(Extraits)

Il ne s’agit point de faire ici l’apologie de la poésie aux dépens de la pensée rationaliste, mais de s’insurger contre le mépris affiché pour la poésie par les tenants de la logique et de la raison, découvertes elles aussi, cependant, à partir de l’inconscient. L’invention du vin n’a pas incité l’homme à abandonner l’eau pour se baigner dans du vin rouge et personne ne contredira en outre que, sans la pluie, le vin ne saurait exister. De même, sans l’illumination inconsciente, la logique et la raison, restées dans les limbes, ne seraient pas tentées de dénigrer la poésie. Si la science est née d’une interprétation magique de l’univers, elle ressemble fort en tout cas à ces enfants de la horde primitive qui, selon Freud, assassinèrent leur père. Du moins ceux-ci en firent-ils de prestigieux héros célestes. Les générations futures auront à rétablir l’harmonie entre la raison et la poésie. On ne peut pas continuer à les opposer l’une à l’autre, à jeter délibérément un voile pudique sur leur commune origine. On peut reprocher à la pensée rationaliste si sûre d’elle-même de ne tenir en général aucun compte de ses assises inconscientes, de séparer arbitrairement le conscient et l’inconscient, le rêve et la réalité. Tant qu’on aura pas reconnu sans réticences le rôle capital de l’inconscient dans la vie psychique, ses effets sur le conscient et les réactions de celui-ci sur celui-là, on continuera à penser en prêtre, c’est à dire en sauvage dualiste, à cette réserve près que le sauvage reste un poète tandis que le rationaliste qui refuse d’admettre l’unité de la pensée demeure un obstacle au mouvement culturel. Celui qui la comprend se révèle un révolutionnaire qui tend, peut-être à son insu, à rejoindre la poésie.
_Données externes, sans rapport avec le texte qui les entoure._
/// Syntax tree before checking; `at` is the input length left where a node starts
#[derive(Debug)]
enum Node {
    Name { name: String, at: usize },
    Str(String),
    Int { value: i64, at: usize },
    Concat(Box<Node>, Box<Node>),
    Call {
        target: Box<Node>,
        method: String,
        args: Vec<Node>,
        at: usize,
    },
    Subscript {
        target: Box<Node>,
        start: Option<i64>,
        end: Option<Option<i64>>,
        at: usize,
    },
}

enum Arg {
    Str(Expr),
    Int(i64),
}

/// 1-based character column of a byte offset
fn column_at(source: &str, offset: usize) -> usize {
    source[..offset.min(source.len())].chars().count() + 1
}

/// Column of a node given the input length left where it starts
fn column_of(source: &str, at: usize) -> usize {
    column_at(source, source.len().saturating_sub(at))
}

fn describe(source: &str, offset: usize, error: &ContextError) -> String {
    let context = error.to_string();
    if !context.is_empty() {
        return context.replace('\n', ", ");
    }
    match source.get(offset..).and_then(|rest| rest.chars().next()) {
        Some(c) => format!("unexpected `{}`", c),
        None => "unexpected end of expression".to_string(),
    }
}

/// expr := term ('+' term)*
fn parse_expr(input: &mut &str) -> ModalResult<Node> {
    let first = parse_term(input)?;

    let rest: Vec<Node> = repeat(0.., preceded((multispace0, '+'), cut_err(parse_term))).parse_next(input)?;

    Ok(rest.into_iter().fold(first, |lhs, rhs| {
        Node::Concat(Box::new(lhs), Box::new(rhs))
    }))
}
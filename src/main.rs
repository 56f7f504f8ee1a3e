mod args;
mod logging;

use anyhow::Result;
use clap::Parser;
use std::process;

/// Main entry point of the application
/// Handles argument parsing and executes the program with error handling
fn main() -> Result<()> {
    // Parse command line arguments
    let args = args::Args::parse();
    let subscriber = logging::subscriber(args.level());

    // Execute the program with logging scoped to this run
    if let Err(e) = tracing::subscriber::with_default(subscriber, || run(args)) {
        eprintln!("Error: {:#}", e);
        process::exit(1);
    }

    Ok(())
}

/// Runs the rename based on the provided arguments
///
/// # Arguments
/// * `args` - Parsed command line arguments
fn run(args: args::Args) -> Result<()> {
    let options = args.to_options()?;
    args.log_options(&options);

    match rxrename::run(&options)? {
        rxrename::Outcome::DryRun { planned } => {
            tracing::debug!(planned, "dry run finished");
        }
        rxrename::Outcome::Renamed { count } => {
            tracing::info!("renamed {} paths", count);
        }
    }

    Ok(())
}
use convert_case::{Case, Casing};

/// String naming convention (case) types
#[derive(Debug, Clone, Copy, PartialEq, Eq)]
pub enum StringCase {
    Pascal,         // HelloWorld
    Kebab,          // hello-world
    Camel,          // helloWorld
    ScreamingSnake, // HELLO_WORLD
    Snake,          // hello_world
}

impl StringCase {
    /// Look up a case style by the method name used in transform expressions
    ///
    /// # Arguments
    /// * `name` - Method name such as `snake` or `screaming_snake`
    ///
    /// # Returns
    /// * `Option<StringCase>` - The case style, if the name is known
    pub fn from_method(name: &str) -> Option<Self> {
        match name {
            "pascal" => Some(StringCase::Pascal),
            "kebab" => Some(StringCase::Kebab),
            "camel" => Some(StringCase::Camel),
            "screaming_snake" => Some(StringCase::ScreamingSnake),
            "snake" => Some(StringCase::Snake),
            _ => None,
        }
    }
}

/// Convert a string to a specified case style
///
/// # Arguments
/// * `s` - The string to convert
/// * `case_type` - The target case style
///
/// # Returns
/// * `String` - The converted string
pub fn convert_case(s: &str, case_type: StringCase) -> String {
    match case_type {
        StringCase::Pascal => s.to_case(Case::Pascal),
        StringCase::Kebab => s.to_case(Case::Kebab),
        StringCase::Camel => s.to_case(Case::Camel),
        StringCase::ScreamingSnake => s.to_case(Case::UpperSnake),
        StringCase::Snake => s.to_case(Case::Snake),
    }
}

/// Python style title casing: the first letter of every run of letters is
/// upper case, the rest lower case
pub fn title(s: &str) -> String {
    let mut result = String::with_capacity(s.len());
    let mut in_word = false;
    for c in s.chars() {
        if c.is_alphabetic() {
            if in_word {
                result.extend(c.to_lowercase());
            } else {
                result.extend(c.to_uppercase());
            }
            in_word = true;
        } else {
            result.push(c);
            in_word = false;
        }
    }
    result
}

/// Upper case the first character and lower case the rest
pub fn capitalize(s: &str) -> String {
    let mut chars = s.chars();
    match chars.next() {
        Some(first) => first
            .to_uppercase()
            .chain(chars.flat_map(char::to_lowercase))
            .collect(),
        None => String::new(),
    }
}

/// Flip the case of every character
pub fn swapcase(s: &str) -> String {
    let mut result = String::with_capacity(s.len());
    for c in s.chars() {
        if c.is_uppercase() {
            result.extend(c.to_lowercase());
        } else if c.is_lowercase() {
            result.extend(c.to_uppercase());
        } else {
            result.push(c);
        }
    }
    result
}
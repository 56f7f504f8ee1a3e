pub mod case;
pub mod error;
pub mod mover;
pub mod pipeline;
pub mod plan;
pub mod replacer;
pub mod scanner;
pub mod transform;
pub mod validate;

pub use error::{RenameError, SubstitutionError, WalkError};
pub use mover::{FsMover, GitMover, Mover};
pub use pipeline::{run, run_with, Options, Outcome};
pub use plan::{build_plan, PlanSummary, RenamePlan, RenameRecord};
pub use replacer::{try_match, MatchOptions, Rewrite, Rewriter};
pub use scanner::{walk, WalkEntry, WalkOptions};
pub use transform::{Expression, NameTransform};
pub use validate::{validate, ValidationReport, Violation};
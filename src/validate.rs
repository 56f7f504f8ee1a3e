use std::fmt;
use std::path::{Path, PathBuf};

use tracing::error;

use crate::error::SubstitutionError;
use crate::plan::RenamePlan;

/// A single failed safety check
#[derive(Debug, Clone, PartialEq, Eq)]
pub enum Violation {
    NoOldPaths,
    NoNewPaths,
    OldPathsNotUnique,
    NewPathsNotUnique,
    SamePaths(Vec<PathBuf>),
    OldPathsMissing(Vec<PathBuf>),
    NewPathsExist(Vec<PathBuf>),
    /// Sources below a directory that the same plan renames first
    NestedOldPaths(Vec<PathBuf>),
    Substitution(Vec<SubstitutionError>),
}

impl Violation {
    fn summary(&self) -> &'static str {
        match self {
            Violation::NoOldPaths => "no old paths found",
            Violation::NoNewPaths => "no new paths found",
            Violation::OldPathsNotUnique => "old paths are not unique",
            Violation::NewPathsNotUnique => "new paths are not unique",
            Violation::SamePaths(_) => "some paths are the same",
            Violation::OldPathsMissing(_) => "some old paths do not exist",
            Violation::NewPathsExist(_) => "some new paths already exist",
            Violation::NestedOldPaths(_) => "some old paths are inside renamed directories",
            Violation::Substitution(_) => "some names could not be substituted",
        }
    }
}

impl fmt::Display for Violation {
    fn fmt(&self, f: &mut fmt::Formatter<'_>) -> fmt::Result {
        f.write_str(self.summary())?;
        match self {
            Violation::SamePaths(paths)
            | Violation::OldPathsMissing(paths)
            | Violation::NewPathsExist(paths)
            | Violation::NestedOldPaths(paths) => {
                for path in paths {
                    write!(f, "\n\t{}", path.display())?;
                }
            }
            Violation::Substitution(errors) => {
                for error in errors {
                    write!(f, "\n\t{}", error)?;
                }
            }
            _ => {}
        }
        Ok(())
    }
}

/// Outcome of [`validate`]
#[derive(Debug, Clone, Default, PartialEq, Eq)]
pub struct ValidationReport {
    pub violations: Vec<Violation>,
}

impl ValidationReport {
    pub fn is_ok(&self) -> bool {
        self.violations.is_empty()
    }

    /// True when some violation has the given summary line
    pub fn contains(&self, summary: &str) -> bool {
        self.violations.iter().any(|v| v.summary() == summary)
    }
}

impl fmt::Display for ValidationReport {
    fn fmt(&self, f: &mut fmt::Formatter<'_>) -> fmt::Result {
        for (i, violation) in self.violations.iter().enumerate() {
            if i > 0 {
                f.write_str("\n")?;
            }
            write!(f, "{}", violation)?;
        }
        Ok(())
    }
}

/// Check a plan against the current filesystem
///
/// Every check runs and every failure is kept. Existence checks look at the
/// entries themselves, so a dangling symlink counts as existing
///
/// # Arguments
/// * `plan` - Plan to check
///
/// # Returns
/// * `ValidationReport` - All violations found, empty when the plan is safe
pub fn validate(plan: &RenamePlan) -> ValidationReport {
    let records = plan.records();
    let old_paths = plan.old_paths();
    let new_paths = plan.new_paths();
    let mut violations = Vec::new();

    if records.is_empty() {
        violations.push(Violation::NoOldPaths);
    }
    if new_paths.is_empty() {
        violations.push(Violation::NoNewPaths);
    }
    if old_paths.len() != records.len() {
        violations.push(Violation::OldPathsNotUnique);
    }
    if new_paths.len() != records.len() {
        violations.push(Violation::NewPathsNotUnique);
    }

    let same: Vec<PathBuf> = plan.collisions().into_iter().map(Path::to_path_buf).collect();
    if !same.is_empty() {
        violations.push(Violation::SamePaths(same));
    }

    let missing: Vec<PathBuf> = records
        .iter()
        .filter(|r| !exists(&r.old_path))
        .map(|r| r.old_path.clone())
        .collect();
    if !missing.is_empty() {
        violations.push(Violation::OldPathsMissing(missing));
    }

    let existing: Vec<PathBuf> = records
        .iter()
        .filter(|r| exists(&r.new_path))
        .map(|r| r.new_path.clone())
        .collect();
    if !existing.is_empty() {
        violations.push(Violation::NewPathsExist(existing));
    }

    let nested: Vec<PathBuf> = records
        .iter()
        .filter(|r| {
            r.old_path
                .ancestors()
                .skip(1)
                .any(|ancestor| old_paths.contains(ancestor))
        })
        .map(|r| r.old_path.clone())
        .collect();
    if !nested.is_empty() {
        violations.push(Violation::NestedOldPaths(nested));
    }

    if !plan.substitution_errors().is_empty() {
        violations.push(Violation::Substitution(plan.substitution_errors().to_vec()));
    }

    for violation in &violations {
        error!("{}", violation);
    }

    ValidationReport { violations }
}

fn exists(path: &Path) -> bool {
    path.symlink_metadata().is_ok()
}
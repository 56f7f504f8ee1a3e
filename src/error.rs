use std::io;
use std::path::PathBuf;

use thiserror::Error;

use crate::transform::ExprError;
use crate::validate::ValidationReport;

/// Everything that can stop a rename run
#[derive(Debug, Error)]
pub enum RenameError {
    /// The top level directory is missing or is not a directory
    #[error("invalid top level directory: {}", path.display())]
    InvalidTop { path: PathBuf },

    /// The primary or `nomatch` expression did not compile
    #[error("invalid {which} expression `{expression}`")]
    Pattern {
        which: &'static str,
        expression: String,
        #[source]
        source: regex::Error,
    },

    /// The function-mode expression did not parse
    #[error("invalid transform expression `{expression}`")]
    Transform {
        expression: String,
        #[source]
        source: ExprError,
    },

    #[error(transparent)]
    Walk(#[from] WalkError),

    /// One or more safety checks failed; nothing was moved
    #[error("invalid configuration: {0}")]
    Validation(ValidationReport),

    /// The move primitive failed partway through the plan
    #[error(
        "failed to move {} to {} ({completed} of {total} renames were applied)",
        old.display(),
        new.display()
    )]
    Execution {
        completed: usize,
        total: usize,
        old: PathBuf,
        new: PathBuf,
        #[source]
        source: io::Error,
    },
}

/// The walk root could not be listed
#[derive(Debug, Error)]
#[error("cannot list directory {}", path.display())]
pub struct WalkError {
    pub path: PathBuf,
    #[source]
    pub source: io::Error,
}

/// A single name whose substitution template could not be expanded
#[derive(Debug, Clone, PartialEq, Eq, Error)]
#[error("{}: {reason}", path.display())]
pub struct SubstitutionError {
    pub path: PathBuf,
    pub reason: String,
}
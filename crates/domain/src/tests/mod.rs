// Copyright (C) 2026 Fred Clausen
// Use of this source code is governed by an MIT-style
// license that can be found in the LICENSE file or at
// https://opensource.org/licenses/MIT.

#![allow(clippy::expect_used, clippy::unwrap_used)]

mod eligibility;

use crate::{Assignment, AssignmentValue, AssignmentsStore, DateKey, Role};

pub fn date(s: &str) -> DateKey {
    s.parse().unwrap()
}

pub fn people(names: &[&str]) -> Vec<String> {
    names.iter().map(ToString::to_string).collect()
}

/// Builds a store from `(date, role, person)` triples.
pub fn store_of(entries: &[(&str, Role, &str)]) -> AssignmentsStore {
    let mut store: AssignmentsStore = AssignmentsStore::new();
    for (day, role, person) in entries {
        store.set_role(date(day), *role, AssignmentValue::new(*person, None));
    }
    store
}

pub fn single_role_day(role: Role, person: &str) -> Assignment {
    [(role, AssignmentValue::new(person, None))]
        .into_iter()
        .collect()
}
Il faut, en définitive, que soit réduite une fois pour toute l’opposition artificielle crée par les esprits sectaires venus de l’un et de l’autre côté de la barricade qu’ils ont élevé de concert, entre la pensée poétique, jadis qualifiée de prélogique, entre la pensée rationnelle et l’irrationnel.
Un siècle avant Freud, Goethe confirme l’intuition populaire qui voit dans les poètes les précurseurs des savants et indique que « l’homme ne peut rester longtemps dans l’état conscient et doit se replonger dans l’inconscient, car là vit la racine de son être ».

Benjamin Péret, Introduction à l’Anthologie des Mythes, Légendes et Contes Populaires d’Amérique, Oeuvres Complètes, José Corti, tome 6, p. 18.